Our study had many strengths, including the population-based design with geographically weighted random sampling of the general population, including people living with and without HIV and both adults and children, and a standardized approach to define SES tertiles. Our study does have some limitations. First, the cross-sectional nature of the study does not allow for establishment of temporality or causality between LTBI and associated factors. Second, small variability at the neighbourhood level may have been due to the sparsity of level 2 clusters with only 20 neighbourhoods (level 2 clusters), smaller than recommendation of 50 level 2 clusters [61]. Thus, fitting a multilevel logistic regression model was thus not indicated for the analysis of our data. Third, even though some of well-known risk factors such occupation, crowding, and ventilation were not measured, the proxy measures of these factors were not associated with LTBI. BCG vaccination status, which can reduce the specificity of TST, was also not documented [62, 63]. Fourth, the ethics committee restricted the placement of TST only to HIV positive individuals and children under 5 years old in October 2014. However, changes regarding with restriction of TST to HIV positive individuals is negligible since only 16 participants were included in the study after the restriction was introduced. Excluding these 16 participants does not change the results. We therefore feel confident that change (imposed by the ethics committee) did not affect the results. Furthermore, the sample size was relatively small, especially for children under 12 years of age since we did not made more attempts to find this group of participants if they were not at home during interview of the adult participants. Finally, as 19 % of the targeted household were not enrolled due to failure to find someone at home despite multiple attempts or refusal to participate, our aim to enrol a representative sample of the population may not have been fully achieved.

Conclusion

The prevalence of LTBI and the annual risk of infection with M. tuberculosis is high in urban populations, especially in men, but independent of HIV infection status The unexpected association between higher LTBI and higher household SES suggest that the differential association between SES as risk factors for acquisition of TB infection and progression from LTBI to active disease is not yet fully understood. A better understanding of individual, household and community-level risk factors for LTBI will be important for the development of efficient, targeted LTBI interventions in high TB burden settings.

Abbreviations

95 % CI: 

95 % confidence interval

ARI: 

Annual risk of infection

BCG: 

Bacillus Calmette–Guérin

GPS: 

Geographic positioning system

HIV: 

Human immunodeficiency virus

ICC: 

Intraclass correlation coefficient

LTBI: 

Latent tuberculosis infection

OR: 

Odds ratio

PPD: 

Purified protein derivative

SES: 

Socioeconomic status

TB: 

Tuberculosis

TST: 

Tuberculin skin test

Declarations

Acknowledgments

We are grateful to the inhabitants of Diepsloot for their participation, the survey teams (study nurses, lay HIV counsellors, drivers and interns), Clinical HIV Research Unit (CHRU) and the Witkoppen Health and Welfare Centre research team for their contributions. We also like to thank Diepsloot Community Advisory Forum, the ward counsellor’s office for their contributions during the community engagement process and the City of Johannesburg’s Geographic Information Systems Department for providing digital geographic data of Diepsloot.

Funding

Research reported in this publication was funded by the United States Agency for International Development (USAID) under award number AID-674-A-12-00033. The content is solely the responsibility of the authors and does not necessarily represent the official views of USAID. Support for Jabulani R Ncayiyana was provided by Fogarty International Center AIDS International Training and Research Program (AITRP) and South Africa National Research Foundation (NRF) Freestanding Doctoral Scholarship for Studies Abroad (Grant no. 88866).

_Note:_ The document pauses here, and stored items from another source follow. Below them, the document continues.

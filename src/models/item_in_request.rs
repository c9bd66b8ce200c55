use chrono::{DateTime, Utc};
use sqlx::FromRow;
use uuid::Uuid;

use crate::validation::{Validate, ValidationErrors, Validator};

string_enum! {
    /// Approval state of a single line in a request.
    ItemInRequestStatus, "Status" { Pending, Approved, Declined }
}

#[derive(Debug, Clone, PartialEq, FromRow)]
pub struct ItemInRequest {
    pub id: Uuid,
    pub request_id: Uuid,
    pub shop_item_id: Uuid,
    pub quantity: i32,
    pub status: ItemInRequestStatus,
    pub organization_id: String,
    pub created_at: DateTime<Utc>,
    pub updated_at: DateTime<Utc>,
}

#[derive(Debug, Clone, PartialEq)]
pub struct NewItemInRequest {
    pub request_id: Uuid,
    pub shop_item_id: Uuid,
    pub quantity: i32,
    pub organization_id: String,
}

/// A line as submitted by the requester, before the request exists.
#[derive(Debug, Clone, PartialEq)]
pub struct RequestLine {
    pub shop_item_id: Uuid,
    pub quantity: i32,
}

impl NewItemInRequest {
    pub fn for_request(request_id: Uuid, line: &RequestLine, organization_id: &str) -> Self {
        Self {
            request_id,
            shop_item_id: line.shop_item_id,
            quantity: line.quantity,
            organization_id: organization_id.to_string(),
        }
    }
}

#[derive(Debug, Clone, PartialEq)]
pub struct ItemInRequestUpdate {
    pub id: Uuid,
    pub quantity: Option<i32>,
    pub status: Option<ItemInRequestStatus>,
}

impl Validate for NewItemInRequest {
    fn validate(&self) -> Result<(), ValidationErrors> {
        Validator::new()
            .positive("quantity", "Quantity", self.quantity)
            .org_id("organization_id", &self.organization_id)
            .finish()
    }
}

impl Validate for RequestLine {
    fn validate(&self) -> Result<(), ValidationErrors> {
        Validator::new()
            .positive("quantity", "Quantity", self.quantity)
            .finish()
    }
}

impl Validate for ItemInRequestUpdate {
    fn validate(&self) -> Result<(), ValidationErrors> {
        let mut v = Validator::new();
        if let Some(quantity) = self.quantity {
            v.positive("quantity", "Quantity", quantity);
        }
        v.finish()
    }
}

#[cfg(test)]
mod tests {
    use super::*;

    #[test]
    fn test_quantity_must_be_positive() {
        let err = NewItemInRequest {
            request_id: Uuid::new_v4(),
            shop_item_id: Uuid::new_v4(),
            quantity: 0,
            organization_id: "org_2abcdefghijklmnopqrstuvwxyz".to_string(),
        }
        .validate()
        .unwrap_err();
        assert_eq!(err.message_for("quantity"), Some("Quantity must be at least 1"));
    }

    #[test]
    fn test_status_names() {
        let names: Vec<_> = ItemInRequestStatus::ALL.iter().map(|s| s.as_str()).collect();
        assert_eq!(names, vec!["Pending", "Approved", "Declined"]);
    }
}
use std::env;

#[derive(Clone, Debug)]
pub struct Config {
    pub database_url: String,
    pub server_host: String,
    pub server_port: u16,
    pub jwt_secret: Option<String>,
    pub jwt_public_key: Option<String>,
    pub jwt_issuer: Option<String>,
    pub r2: Option<R2Config>,
    pub run_migrations: bool,
}

/// Object storage for ticket screenshots.
#[derive(Clone, Debug)]
pub struct R2Config {
    pub bucket: String,
    pub account_id: String,
    pub access_key_id: String,
    pub secret_access_key: String,
}

fn non_empty(key: &str) -> Option<String> {
    env::var(key).ok().filter(|v| !v.is_empty())
}

impl Config {
    pub fn from_env() -> Result<Self, env::VarError> {
        dotenvy::dotenv().ok();

        let r2 = match (
            non_empty("R2_BUCKET"),
            non_empty("R2_ACCOUNT_ID"),
            non_empty("R2_ACCESS_KEY_ID"),
            non_empty("R2_SECRET_ACCESS_KEY"),
        ) {
            (Some(bucket), Some(account_id), Some(access_key_id), Some(secret_access_key)) => {
                Some(R2Config {
                    bucket,
                    account_id,
                    access_key_id,
                    secret_access_key,
                })
            }
            _ => None,
        };

        Ok(Config {
            database_url: env::var("DATABASE_URL")?,
            server_host: env::var("SERVER_HOST").unwrap_or_else(|_| "0.0.0.0".to_string()),
            server_port: env::var("SERVER_PORT")
                .unwrap_or_else(|_| "50051".to_string())
                .parse()
                .unwrap_or(50051),
            jwt_secret: non_empty("AUTH_JWT_SECRET"),
            jwt_public_key: non_empty("AUTH_JWT_PUBLIC_KEY"),
            jwt_issuer: non_empty("AUTH_JWT_ISSUER"),
            r2,
            run_migrations: env::var("RUN_MIGRATIONS")
                .map(|v| v == "true" || v == "1")
                .unwrap_or(false),
        })
    }

    pub fn server_addr(&self) -> String {
        format!("{}:{}", self.server_host, self.server_port)
    }
}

Availability of data and materials

The datasets generated during and/or analysed during the parent study are not publically available due to data sharing agreement restrictions in place. Readers may contact Dr. Annelies van Rie for further clarification.

Authors’ contribution

JB, AvR, CH, SS, NW and IS designed the overall study and supervised implementation with additional support from JN. JN and AvR conceptualized the research idea, JN performed the statistical analysis, under the supervision of AvR, and the manuscript was written by JN, under the supervision of AvR, and reviewed by DW, EM, ME, AP, CH, SS, NW, JB and IS. All authors read and approved the final manuscript.

Authors’ information

Jabulani R. Ncayiyana, PhD and Lecturer, Division of Epidemiology and Biostatistics, School of Public Health, Faculty of Health Sciences, University of the Witwatersrand, South Africa.

Jean Bassett, MBChB and Director, Witkoppen Health and Welfare Centre, South Africa.

Nora West, MPH and Project Manager, Witkoppen Health and Welfare Centre, South Africa.

Daniel Westreich, PhD and Associate Professor, Department of Epidemiology, Gillings School of Global Public Health, University of North Carolina at Chapel Hill, USA.

Eustatius Musenge, PhD and Senior Lecturer, Division of Epidemiology and Biostatistics, School of Public Health, Faculty of Health Sciences, University of the Witwatersrand, South Africa.

Michael Emch, PhD and Professor, Department of Epidemiology, Gillings School of Global Public Health, University of North Carolina at Chapel Hill, USA.

Audrey Pettifor, PhD and Associate Professor, Department of Epidemiology, Gillings School of Global Public Health, University of North Carolina at Chapel Hill, USA.

Colleen F. Hanrahan, PhD and Assistant Scientist, Department of Epidemiology, Bloomberg School of Public Health, Johns Hopkins University, USA.

Sheree R. Schwartz, PhD and Assistant Scientist, Department of Epidemiology, Bloomberg School of Public Health, Johns Hopkins University, USA.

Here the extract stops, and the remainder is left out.